[Stored items]

//! Product repository implementation.

use async_trait::async_trait;
use sqlx::{Pool, Postgres};
use tracing::debug;

use observer_core::logging::steps;
use observer_core::{Product, ProductRepository, RequestContext, Result};

use crate::pool::acquire;

const SELECT_PRODUCT: &str = r#"
    SELECT id, name, category, description, stock, production_batch_date, created_at, updated_at
    FROM products
    WHERE id = $1
"#;

/// PostgreSQL implementation of ProductRepository.
#[derive(Clone)]
pub struct PgProductRepository {
    pool: Pool<Postgres>,
}

impl PgProductRepository {
    /// Create a new PgProductRepository with the given connection pool.
    pub fn new(pool: Pool<Postgres>) -> Self {
        Self { pool }
    }

    async fn insert_row(&self, ctx: &RequestContext, product: &Product) -> Result<i32> {
        let mut conn = acquire(&self.pool, ctx).await?;

        let id = ctx
            .cancellable(
                sqlx::query_scalar::<_, i32>(
                    r#"
                    INSERT INTO products (name, category, description, stock, production_batch_date, created_at, updated_at)
                    VALUES ($1, $2, $3, $4, $5, $6, $7)
                    RETURNING id
                    "#,
                )
                .bind(&product.name)
                .bind(&product.category)
                .bind(&product.description)
                .bind(product.stock)
                .bind(product.production_batch_date)
                .bind(product.created_at)
                .bind(product.updated_at)
                .fetch_one(&mut *conn),
            )
            .await?;

        debug!(
            subsystem = "database",
            component = "products",
            op = "insert",
            request_id = ctx.request_id(),
            product_id = id,
            "Product inserted"
        );
        Ok(id)
    }

    async fn select_row(&self, ctx: &RequestContext, id: i32) -> Result<Option<Product>> {
        let mut conn = acquire(&self.pool, ctx).await?;

        let product = ctx
            .cancellable(
                sqlx::query_as::<_, Product>(SELECT_PRODUCT)
                    .bind(id)
                    .fetch_optional(&mut *conn),
            )
            .await?;

        debug!(
            subsystem = "database",
            component = "products",
            op = "select",
            request_id = ctx.request_id(),
            product_id = id,
            found = product.is_some(),
            "Product lookup"
        );
        Ok(product)
    }

    async fn update_row(&self, ctx: &RequestContext, product: &Product) -> Result<bool> {
        let mut conn = acquire(&self.pool, ctx).await?;

        let result = ctx
            .cancellable(
                sqlx::query(
                    r#"
                    UPDATE products
                    SET name = $2, category = $3, description = $4, stock = $5,
                        production_batch_date = $6, updated_at = $7
                    WHERE id = $1
                    "#,
                )
                .bind(product.id)
                .bind(&product.name)
                .bind(&product.category)
                .bind(&product.description)
                .bind(product.stock)
                .bind(product.production_batch_date)
                .bind(product.updated_at)
                .execute(&mut *conn),
            )
            .await?;

        Ok(result.rows_affected() > 0)
    }

    async fn delete_row(&self, ctx: &RequestContext, id: i32) -> Result<bool> {
        let mut conn = acquire(&self.pool, ctx).await?;

        let result = ctx
            .cancellable(
                sqlx::query("DELETE FROM products WHERE id = $1")
                    .bind(id)
                    .execute(&mut *conn),
            )
            .await?;

        Ok(result.rows_affected() > 0)
    }
}

#[async_trait]
impl ProductRepository for PgProductRepository {
    async fn insert(&self, ctx: &RequestContext, product: &Product) -> Result<i32> {
        let step = ctx
            .base_log()?
            .start_step(steps::PRODUCT_DATABASE_CREATE_DATA)?;
        step.observe(self.insert_row(ctx, product).await)
    }

    async fn select(&self, ctx: &RequestContext, id: i32) -> Result<Option<Product>> {
        let step = ctx
            .base_log()?
            .start_step(steps::PRODUCT_DATABASE_RETRIEVE_DATA)?;
        step.observe(self.select_row(ctx, id).await)
    }

    async fn update(&self, ctx: &RequestContext, product: &Product) -> Result<bool> {
        let step = ctx
            .base_log()?
            .start_step(steps::PRODUCT_DATABASE_UPDATE_DATA)?;
        step.observe(self.update_row(ctx, product).await)
    }

    async fn delete(&self, ctx: &RequestContext, id: i32) -> Result<bool> {
        let step = ctx
            .base_log()?
            .start_step(steps::PRODUCT_DATABASE_DELETE_DATA)?;
        step.observe(self.delete_row(ctx, id).await)
    }
}
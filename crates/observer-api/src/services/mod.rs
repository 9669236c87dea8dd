//! Service layer for observer-api.
//!
//! Each service method registers its own step on the request log, calls the
//! repository and turns the outcome into a response envelope or an
//! [`ApiError`](crate::error::ApiError).

pub mod product_service;
pub mod user_service;

pub use product_service::{ProductEnvelope, ProductService};
pub use user_service::{UserEnvelope, UserService};
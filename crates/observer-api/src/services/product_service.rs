//! Product use cases between the controllers and the product repository.

use std::sync::Arc;

use axum::http::StatusCode;

use observer_core::logging::steps;
use observer_core::{Product, ProductRepository, ProductRequest, ProductView, RequestContext};

use crate::envelope::ResponseEnvelope;
use crate::error::{ApiError, Resource};

pub type ProductEnvelope = ResponseEnvelope<ProductView>;

#[derive(Clone)]
pub struct ProductService {
    repo: Arc<dyn ProductRepository>,
}

impl ProductService {
    pub fn new(repo: Arc<dyn ProductRepository>) -> Self {
        Self { repo }
    }

    pub async fn create(
        &self,
        ctx: &RequestContext,
        request: &ProductRequest,
    ) -> Result<ProductEnvelope, ApiError> {
        let step = ctx
            .base_log()?
            .start_step(steps::PRODUCT_SERVICE_CREATE_PRODUCT_PROCESSING)?;

        let product = Product::from_request(request);
        let id = step.observe(self.repo.insert(ctx, &product).await)?;
        if id <= 0 {
            step.capture_message(format!("insert returned identity {id}"));
            return Err(ApiError::CreateFailed(Resource::Product));
        }

        Ok(ResponseEnvelope::with_data(
            StatusCode::CREATED,
            format!("Produto {} criado com sucesso.", request.name),
            ProductView::from(Product { id, ..product }),
        ))
    }

    pub async fn retrieve(
        &self,
        ctx: &RequestContext,
        id: i32,
    ) -> Result<ProductEnvelope, ApiError> {
        let step = ctx
            .base_log()?
            .start_step(steps::PRODUCT_SERVICE_RETRIEVE_PRODUCT_PROCESSING)?;

        let product = step
            .observe(self.repo.select(ctx, id).await)?
            .ok_or(ApiError::NotFound(Resource::Product))?;

        Ok(ResponseEnvelope::with_data(
            StatusCode::OK,
            "Produto recuperado com sucesso.",
            ProductView::from(product),
        ))
    }

    pub async fn update(
        &self,
        ctx: &RequestContext,
        id: i32,
        request: &ProductRequest,
    ) -> Result<ProductEnvelope, ApiError> {
        let step = ctx
            .base_log()?
            .start_step(steps::PRODUCT_SERVICE_UPDATE_PRODUCT_PROCESSING)?;

        let product = Product::with_id(id, request);
        if !step.observe(self.repo.update(ctx, &product).await)? {
            return Err(ApiError::NotFound(Resource::Product));
        }

        Ok(ResponseEnvelope::with_data(
            StatusCode::OK,
            format!("Dados do produto {} foram alterados com sucesso.", request.name),
            ProductView::from(product),
        ))
    }

    pub async fn delete(
        &self,
        ctx: &RequestContext,
        id: i32,
    ) -> Result<ProductEnvelope, ApiError> {
        let step = ctx
            .base_log()?
            .start_step(steps::PRODUCT_SERVICE_DELETE_PRODUCT_PROCESSING)?;

        if !step.observe(self.repo.delete(ctx, id).await)? {
            return Err(ApiError::NotFound(Resource::Product));
        }

        Ok(ResponseEnvelope::message(
            StatusCode::OK,
            format!("Produto {id} foi deletado com sucesso."),
        ))
    }
}
//! # observer-core
//!
//! Core types, traits, and the per-request logging pipeline for observer.
//!
//! This crate provides the entities, request payloads, validation rules,
//! request context and repository traits that the database and API crates
//! depend on.

pub mod context;
pub mod error;
pub mod logging;
pub mod models;
pub mod request_log;
pub mod traits;
pub mod validation;

// Re-export commonly used types at crate root
pub use context::RequestContext;
pub use error::{Error, Result};
pub use models::*;
pub use request_log::{
    BaseLog, JsonFileLogSink, LogLevel, LogSink, MemoryLogSink, RequestLog, StepLog, StepTimer,
    TracingLogSink,
};
pub use traits::*;
pub use validation::{validate_product, validate_user, ValidationError};
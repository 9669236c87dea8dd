//! Product HTTP handlers.

use axum::{
    extract::{rejection::JsonRejection, Path, State},
    http::{HeaderMap, StatusCode},
    Json,
};
use serde_json::json;

use observer_core::logging::steps;
use observer_core::{validate_product, ProductRequest};

use super::logged_body;
use crate::error::{parse_id, Resource};
use crate::pipeline::run_controller;
use crate::services::ProductEnvelope;
use crate::AppState;

/// Fetch one product. 200, 400 (invalid id), 404 or 500.
pub async fn get_product(
    State(state): State<AppState>,
    headers: HeaderMap,
    Path(product_id): Path<String>,
) -> ProductEnvelope {
    let ctx = state.request_context(&headers);
    let sink = state.sink.clone();
    let request = json!({ "productId": product_id });

    run_controller(
        sink.as_ref(),
        ctx,
        steps::GET_PRODUCT_BY_ID,
        &request,
        StatusCode::OK,
        |ctx| async move {
            let id = parse_id(&product_id, Resource::Product)?;
            state.products.retrieve(&ctx, id).await
        },
    )
    .await
}

/// Create a product. 201, 400 (body or validation) or 500.
pub async fn create_product(
    State(state): State<AppState>,
    headers: HeaderMap,
    payload: Result<Json<ProductRequest>, JsonRejection>,
) -> ProductEnvelope {
    let ctx = state.request_context(&headers);
    let sink = state.sink.clone();
    let request = logged_body(&payload);

    run_controller(
        sink.as_ref(),
        ctx,
        steps::CREATE_NEW_PRODUCT,
        &request,
        StatusCode::CREATED,
        |ctx| async move {
            let Json(body) = payload?;
            validate_product(&body)?;
            state.products.create(&ctx, &body).await
        },
    )
    .await
}

/// Replace a product. 200, 400, 404 or 500.
pub async fn update_product(
    State(state): State<AppState>,
    headers: HeaderMap,
    Path(product_id): Path<String>,
    payload: Result<Json<ProductRequest>, JsonRejection>,
) -> ProductEnvelope {
    let ctx = state.request_context(&headers);
    let sink = state.sink.clone();
    let request = json!({ "productId": product_id, "body": logged_body(&payload) });

    run_controller(
        sink.as_ref(),
        ctx,
        steps::EDIT_PRODUCT_BY_ID,
        &request,
        StatusCode::OK,
        |ctx| async move {
            let id = parse_id(&product_id, Resource::Product)?;
            let Json(body) = payload?;
            validate_product(&body)?;
            state.products.update(&ctx, id, &body).await
        },
    )
    .await
}

/// Delete a product. 200, 400, 404 or 500.
pub async fn delete_product(
    State(state): State<AppState>,
    headers: HeaderMap,
    Path(product_id): Path<String>,
) -> ProductEnvelope {
    let ctx = state.request_context(&headers);
    let sink = state.sink.clone();
    let request = json!({ "productId": product_id });

    run_controller(
        sink.as_ref(),
        ctx,
        steps::DELETE_PRODUCT_BY_ID,
        &request,
        StatusCode::OK,
        |ctx| async move {
            let id = parse_id(&product_id, Resource::Product)?;
            state.products.delete(&ctx, id).await
        },
    )
    .await
}
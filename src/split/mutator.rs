//! Rewiring module/chunk edges and dropping emptied chunks

use tracing::debug;

use crate::bundler::{ChunkId, Compilation, GraphError};

use super::planner::PlacementPlan;

/// Move every planned module out of its current chunks and into its targets
///
/// Emptied chunks are kept; removing them is [`prune_empty_chunks`]'s job.
pub fn apply_plan(compilation: &mut Compilation, plan: &PlacementPlan) -> Result<(), GraphError> {
    for planned in plan.moves() {
        let current: Vec<ChunkId> = compilation
            .module(planned.module)
            .ok_or(GraphError::ModuleOutOfRange(planned.module))?
            .chunks()
            .to_vec();

        for chunk in current {
            compilation.disconnect_chunk_and_module(chunk, planned.module)?;
        }
        for &chunk in &planned.targets {
            compilation.connect_chunk_and_module(chunk, planned.module)?;
        }

        debug!(
            "Moved module {} into [{}]",
            planned.module,
            planned
                .targets
                .iter()
                .map(|&id| compilation.chunk_label(id))
                .collect::<Vec<_>>()
                .join(", ")
        );
    }

    Ok(())
}

/// Remove chunks without modules from every chunk group and from the build
///
/// Returns the removed chunk IDs in chunk order.
pub fn prune_empty_chunks(compilation: &mut Compilation) -> Vec<ChunkId> {
    let empty: Vec<ChunkId> = compilation
        .chunks()
        .filter(|(_, chunk)| chunk.is_empty())
        .map(|(id, _)| id)
        .collect();

    if empty.is_empty() {
        return empty;
    }

    let groups: Vec<_> = compilation.chunk_groups().map(|(id, _)| id).collect();
    for &chunk in &empty {
        for &group in &groups {
            compilation.remove_chunk_from_group(group, chunk);
        }
        debug!("Removing empty chunk {}", compilation.chunk_label(chunk));
    }
    compilation.remove_chunks(&empty);

    empty
}

#[cfg(test)]
mod tests {
    use super::*;
    use crate::bundler::{Chunk, Module};
    use crate::split::{CacheGroup, CacheGroups, PlacementPlanner, Test};
    use pretty_assertions::assert_eq;

    #[test]
    fn test_apply_replaces_membership() {
        let mut compilation = Compilation::new();
        let owner = compilation.add_module(Module::new("src/main.js"));
        let util = compilation.add_module(Module::new("src/util.js"));
        compilation
            .add_dependency(owner, crate::bundler::Dependency::strong("./util", util))
            .unwrap();

        let main = compilation.add_chunk(Chunk::named("main"));
        let old = compilation.add_chunk(Chunk::named("old"));
        let stale = compilation.add_chunk(Chunk::named("stale"));
        compilation.connect_chunk_and_module(main, owner).unwrap();
        compilation.connect_chunk_and_module(old, util).unwrap();
        compilation.connect_chunk_and_module(stale, util).unwrap();

        let groups = CacheGroups::new(vec![CacheGroup::new("util").with_test(Test::prefix("src/util"))]);
        let plan = PlacementPlanner::new(&compilation, &groups).plan();
        apply_plan(&mut compilation, &plan).unwrap();

        assert_eq!(compilation.module(util).unwrap().chunks(), &[main]);
        assert_eq!(compilation.chunk(main).unwrap().modules(), &[owner, util]);
        // Emptied chunks survive until pruning
        assert_eq!(compilation.chunk_count(), 3);
        assert!(compilation.chunk(old).unwrap().is_empty());
    }

    #[test]
    fn test_apply_module_without_chunks() {
        let mut compilation = Compilation::new();
        let owner = compilation.add_module(Module::new("src/main.js"));
        let orphan = compilation.add_module(Module::new("src/orphan.js"));
        compilation
            .add_dependency(owner, crate::bundler::Dependency::strong("./orphan", orphan))
            .unwrap();
        let main = compilation.add_chunk(Chunk::named("main"));
        compilation.connect_chunk_and_module(main, owner).unwrap();

        let groups = CacheGroups::new(vec![CacheGroup::new("orphan").with_test(Test::prefix("src/orphan"))]);
        let plan = PlacementPlanner::new(&compilation, &groups).plan();
        apply_plan(&mut compilation, &plan).unwrap();

        assert_eq!(compilation.module(orphan).unwrap().chunks(), &[main]);
    }

    #[test]
    fn test_prune_only_empty_chunks() {
        let mut compilation = Compilation::new();
        let module = compilation.add_module(Module::new("src/main.js"));
        let main = compilation.add_chunk(Chunk::named("main"));
        let empty = compilation.add_chunk(Chunk::named("empty"));
        let group = compilation
            .add_chunk_group(Some("main".to_string()), &[main, empty])
            .unwrap();
        let other_group = compilation
            .add_chunk_group(Some("other".to_string()), &[empty])
            .unwrap();
        compilation.connect_chunk_and_module(main, module).unwrap();

        assert_eq!(prune_empty_chunks(&mut compilation), vec![empty]);
        assert_eq!(compilation.chunk_ids(), &[main]);

        let groups: Vec<_> = compilation.chunk_groups().collect();
        assert_eq!(groups[group].1.chunks(), &[main]);
        assert!(groups[other_group].1.chunks().is_empty());
        assert!(compilation.chunk(empty).unwrap().groups().is_empty());
    }

    #[test]
    fn test_prune_without_chunk_groups() {
        let mut compilation = Compilation::new();
        let empty = compilation.add_chunk(Chunk::named("empty"));
        let kept = compilation.add_chunk(Chunk::named("kept"));
        let module = compilation.add_module(Module::new("src/main.js"));
        compilation.connect_chunk_and_module(kept, module).unwrap();

        assert_eq!(prune_empty_chunks(&mut compilation), vec![empty]);
        assert_eq!(compilation.chunk_ids(), &[kept]);
        assert!(prune_empty_chunks(&mut compilation).is_empty());
    }
}
//! Configuration handling for chunksplit
//!
//! Parses and manages chunksplit.toml configuration files.

mod schema;

use std::fs;
use std::path::Path;

use anyhow::{Context, Result};
use serde::{Deserialize, Serialize};

use crate::split::CacheGroups;

pub use schema::*;

/// Default configuration file name
pub const CONFIG_FILE: &str = "chunksplit.toml";

/// Main configuration structure
#[derive(Debug, Clone, Default, Serialize, Deserialize)]
pub struct Config {
    /// Project metadata
    #[serde(default)]
    pub project: ProjectConfig,

    /// Cache groups, in declaration order
    ///
    /// Kept as a raw value so that a malformed table degrades to "no match"
    /// instead of failing the whole file.
    #[serde(default, skip_serializing_if = "Option::is_none")]
    pub cache_groups: Option<toml::Value>,
}

impl Config {
    /// Load configuration from a file path
    pub fn load<P: AsRef<Path>>(path: P) -> Result<Self> {
        let path = path.as_ref();
        let canonical_path = if path.is_absolute() {
            path.to_path_buf()
        } else {
            std::env::current_dir()?.join(path)
        };

        let content = fs::read_to_string(&canonical_path)
            .with_context(|| format!("Failed to read config file: {}", canonical_path.display()))?;

        Self::parse(&content).with_context(|| format!("Failed to parse {}", canonical_path.display()))
    }

    /// Parse configuration from TOML source
    pub fn parse(content: &str) -> Result<Self> {
        Ok(toml::from_str(content)?)
    }

    /// Cache groups ready for the split pass
    pub fn cache_groups(&self) -> CacheGroups {
        cache_groups_from_value(self.cache_groups.as_ref())
            .into_iter()
            .collect()
    }
}
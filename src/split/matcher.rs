//! Cache-group test evaluation

use std::fmt;
use std::sync::Arc;

use regex::Regex;

use crate::bundler::{Chunk, Compilation, Module, ModuleId};

type ModulePredicate = dyn Fn(&Module) -> bool + Send + Sync;
type ModuleChunksPredicate = dyn Fn(&Module, &[&Chunk]) -> bool + Send + Sync;

/// How a cache group decides whether a module belongs to it
#[derive(Clone, Default)]
pub enum Test {
    /// No test configured, every module matches
    #[default]
    Always,
    /// Predicate over the module alone
    Module(Arc<ModulePredicate>),
    /// Predicate over the module and the chunks it currently lives in
    ModuleAndChunks(Arc<ModuleChunksPredicate>),
    /// Fixed answer
    Bool(bool),
    /// Prefix of the condition name or of any current chunk name
    Prefix(String),
    /// Pattern found in the condition name or in any current chunk name
    Pattern(Regex),
    /// A test shape that is not understood; never matches
    Unsupported(String),
}

impl Test {
    pub fn module<F>(predicate: F) -> Self
    where
        F: Fn(&Module) -> bool + Send + Sync + 'static,
    {
        Test::Module(Arc::new(predicate))
    }

    pub fn module_and_chunks<F>(predicate: F) -> Self
    where
        F: Fn(&Module, &[&Chunk]) -> bool + Send + Sync + 'static,
    {
        Test::ModuleAndChunks(Arc::new(predicate))
    }

    pub fn prefix(prefix: impl Into<String>) -> Self {
        Test::Prefix(prefix.into())
    }

    /// Compile `pattern`, falling back to a never-matching test when invalid
    pub fn pattern(pattern: &str) -> Self {
        match Regex::new(pattern) {
            Ok(regex) => Test::Pattern(regex),
            Err(err) => Test::Unsupported(format!("invalid pattern '{}': {}", pattern, err)),
        }
    }

    /// Evaluate the test against a module of the compilation
    pub fn matches(&self, compilation: &Compilation, module_id: ModuleId) -> bool {
        let Some(module) = compilation.module(module_id) else {
            return false;
        };

        match self {
            Test::Always => true,
            Test::Module(predicate) => predicate(module),
            Test::ModuleAndChunks(predicate) => predicate(module, &compilation.chunks_of(module_id)),
            Test::Bool(value) => *value,
            Test::Prefix(prefix) => {
                module
                    .condition_name()
                    .is_some_and(|name| name.starts_with(prefix.as_str()))
                    || compilation
                        .chunks_of(module_id)
                        .iter()
                        .any(|chunk| chunk.name_starts_with(prefix))
            }
            Test::Pattern(regex) => {
                module.condition_name().is_some_and(|name| regex.is_match(name))
                    || compilation
                        .chunks_of(module_id)
                        .iter()
                        .any(|chunk| chunk.condition_name().is_some_and(|name| regex.is_match(name)))
            }
            Test::Unsupported(_) => false,
        }
    }
}

impl fmt::Debug for Test {
    fn fmt(&self, f: &mut fmt::Formatter<'_>) -> fmt::Result {
        match self {
            Test::Always => f.write_str("Always"),
            Test::Module(_) => f.write_str("Module(<fn>)"),
            Test::ModuleAndChunks(_) => f.write_str("ModuleAndChunks(<fn>)"),
            Test::Bool(value) => f.debug_tuple("Bool").field(value).finish(),
            Test::Prefix(prefix) => f.debug_tuple("Prefix").field(prefix).finish(),
            Test::Pattern(regex) => f.debug_tuple("Pattern").field(&regex.as_str()).finish(),
            Test::Unsupported(reason) => f.debug_tuple("Unsupported").field(reason).finish(),
        }
    }
}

* Assignment
Begin at the first line of the records above and quote every line verbatim through the one that contains "let id = ctx".

* Answer below
//! Product repository implementation.

use async_trait::async_trait;
use sqlx::{Pool, Postgres};
use tracing::debug;

use observer_core::logging::steps;
use observer_core::{Product, ProductRepository, RequestContext, Result};

use crate::pool::acquire;

const SELECT_PRODUCT: &str = r#"
    SELECT id, name, category, description, stock, production_batch_date, created_at, updated_at
    FROM products
    WHERE id = $1
"#;

/// PostgreSQL implementation of ProductRepository.
#[derive(Clone)]
pub struct PgProductRepository {
    pool: Pool<Postgres>,
}

impl PgProductRepository {
    /// Create a new PgProductRepository with the given connection pool.
    pub fn new(pool: Pool<Postgres>) -> Self {
        Self { pool }
    }

    async fn insert_row(&self, ctx: &RequestContext, product: &Product) -> Result<i32> {
        let mut conn = acquire(&self.pool, ctx).await?;

        let id = ctx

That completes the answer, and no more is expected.